Tim Riset dan Analisis Global Kaspersky (GReAT) menemukan botnet baru yang dibuat oleh aktor ancaman yang muncul kembali pada Juli 2025.
Disebutkan bahwa untuk memikat korban, penyerang menggunakan penginstal MSI yang disamarkan sebagai pengaturan palsu untuk gim populer, terutama gim tembak-menembak seperti ‘Valorant’, ‘CS2’, atau ‘R6x’, serta perangkat lunak lainnya. Botnet ini saat ini sedang berkembang dan menimbulkan ancaman aktif bagi pengguna Windows. Botnet ini telah terdeteksi oleh Kaspersky di Meksiko, Chili, Rusia, dan Kazakhstan.

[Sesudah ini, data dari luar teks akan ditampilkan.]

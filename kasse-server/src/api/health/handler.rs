//! Health API Handlers

use axum::extract::State;
use kasse_printer::RelayHealth;
use serde::Serialize;

use crate::api::{ApiResult, ok};
use crate::core::ServerState;
use crate::printing::RoutingMode;

#[derive(Debug, Serialize)]
pub struct HealthStatus {
    pub status: &'static str,
    pub version: &'static str,
    pub routing_mode: RoutingMode,
    pub relay_configured: bool,
    pub open_tabs: usize,
}

/// GET /api/health - server liveness
pub async fn health(State(state): State<ServerState>) -> ApiResult<HealthStatus> {
    let open_tabs = state.orders.open_tabs()?.len();
    ok(HealthStatus {
        status: "ok",
        version: env!("CARGO_PKG_VERSION"),
        routing_mode: state.printing.routing_mode(),
        relay_configured: state.config.print_relay_url.is_some(),
        open_tabs,
    })
}

/// GET /api/health/relay - print relay reachability
pub async fn relay(State(state): State<ServerState>) -> ApiResult<RelayHealth> {
    ok(state.printing.relay_health().await?)
}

Botnet Tsundere menggunakan pendekatan yang semakin populer dengan menggunakan kontrak pintar Web3 untuk menyimpan alamat perintah dan kontrol (C2), yang secara signifikan meningkatkan ketahanan infrastrukturnya.

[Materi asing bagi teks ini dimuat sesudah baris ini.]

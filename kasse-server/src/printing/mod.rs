//! Receipt printing
//!
//! - `routing`: which printer gets which receipt
//! - `renderer`: plain-text receipts per printer width and charset
//! - `dispatch`: concurrent best-effort sending
//! - `queue`: retried background jobs (reprints, test pages, reports)
//! - `service`: wires the above to the catalog and the receipt archive

pub mod dispatch;
pub mod queue;
pub mod renderer;
pub mod routing;
pub mod service;

pub use dispatch::{DispatchOutcome, Dispatcher, FailedJob, JobSink, RenderedJob, TransportSink};
pub use queue::{JobStatus, MAX_ATTEMPTS, PrintQueue, QueuedJob};
pub use renderer::{ReceiptMode, ReceiptRenderer};
pub use routing::{PrintJob, RouteOptions, RoutingMode, default_printer, plan};
pub use service::{PrintService, PrintServiceError, PrintServiceResult, PrinterStatus};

Panel C2-nya mendukung dua format distribusi: penginstal MSI dan skrip PowerShell dengan implan yang dibuat secara otomatis. Implan ini akan menginstal bot yang mampu mengeksekusi kode JavaScript yang diterima secara dinamis – melalui saluran WebSocket terenkripsi – dari C2, yang dapat menyebabkan eksekusi berbahaya dari kode yang dikirim oleh penyerang.
Untuk mengelola infeksi dan memperbarui lokasi C2, botnet Tsundere menggunakan referensi tetap pada blockchain Ethereum, seperti dompet dan kontrak yang telah ditentukan. Mengubah server C2 hanya memerlukan satu transaksi yang memperbarui variabel status kontrak dengan alamat baru. Ekosistem botnet ini juga mencakup pasar terintegrasi dan panel kontrol yang dapat diakses melalui antarmuka yang sama.

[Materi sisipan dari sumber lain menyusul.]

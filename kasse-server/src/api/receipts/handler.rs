//! Receipt Archive API Handlers

use axum::{
    Json,
    extract::{Path, Query, State},
};
use serde::Serialize;

use crate::api::{ApiResult, ok};
use crate::archive::{ArchiveSettings, ArchivedReceipt, ReceiptQuery};
use crate::core::ServerState;

/// GET /api/receipts?from&to&role&type&q - newest first
pub async fn query(
    State(state): State<ServerState>,
    Query(query): Query<ReceiptQuery>,
) -> ApiResult<Vec<ArchivedReceipt>> {
    ok(state.printing.archive().query(&query)?)
}

/// GET /api/receipts/{id}
pub async fn get_by_id(
    State(state): State<ServerState>,
    Path(id): Path<String>,
) -> ApiResult<ArchivedReceipt> {
    ok(state.printing.archive().get(&id)?)
}

#[derive(Debug, Serialize)]
pub struct Cleared {
    pub removed: u64,
}

/// DELETE /api/receipts - empty the archive
pub async fn clear(State(state): State<ServerState>) -> ApiResult<Cleared> {
    ok(Cleared {
        removed: state.printing.archive().clear()?,
    })
}

#[derive(Debug, Serialize)]
pub struct ReprintQueued {
    pub job_id: String,
}

/// POST /api/receipts/{id}/reprint - queue the stored text again
pub async fn reprint(
    State(state): State<ServerState>,
    Path(id): Path<String>,
) -> ApiResult<ReprintQueued> {
    let job_id = state.printing.reprint(&id)?;
    ok(ReprintQueued { job_id })
}

/// GET /api/receipts/settings
pub async fn get_settings(State(state): State<ServerState>) -> ApiResult<ArchiveSettings> {
    ok(state.printing.archive().settings()?)
}

/// PUT /api/receipts/settings
pub async fn set_settings(
    State(state): State<ServerState>,
    Json(payload): Json<ArchiveSettings>,
) -> ApiResult<ArchiveSettings> {
    ok(state.printing.archive().set_settings(payload)?)
}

Analisis ini menunjukkan dengan keyakinan tinggi bahwa pelaku ancaman di balik botnet Tsundere kemungkinan berbahasa Rusia, sebagaimana ditunjukkan oleh penggunaan bahasa Rusia dalam kode, sejalan dengan serangan sebelumnya yang terkait dengan pelaku yang sama. Penelitian ini juga menunjukkan adanya hubungan antara botnet Tsundere dan 123 Stealer yang diciptakan oleh ‘koneko’, yang ditawarkan di forum bawah tanah seharga $120.
“Tsundere menunjukkan betapa cepatnya penjahat siber beradaptasi: ini merupakan upaya baru oleh aktor ancaman yang diduga teridentifikasi untuk merombak perangkat mereka. Dengan beralih ke mekanisme Web3, infrastrukturnya menjadi jauh lebih fleksibel dan tangguh. Kami sudah melihat distribusi aktif melalui penginstal game palsu dan tautan ke aktivitas berbahaya yang telah diamati sebelumnya, sehingga pengembangan lebih lanjut oleh botnet ini sangat mungkin terjadi,” kata Lisandro Ubiedo, pakar keamanan senior di Tim Riset dan Analisis Global Kaspersky.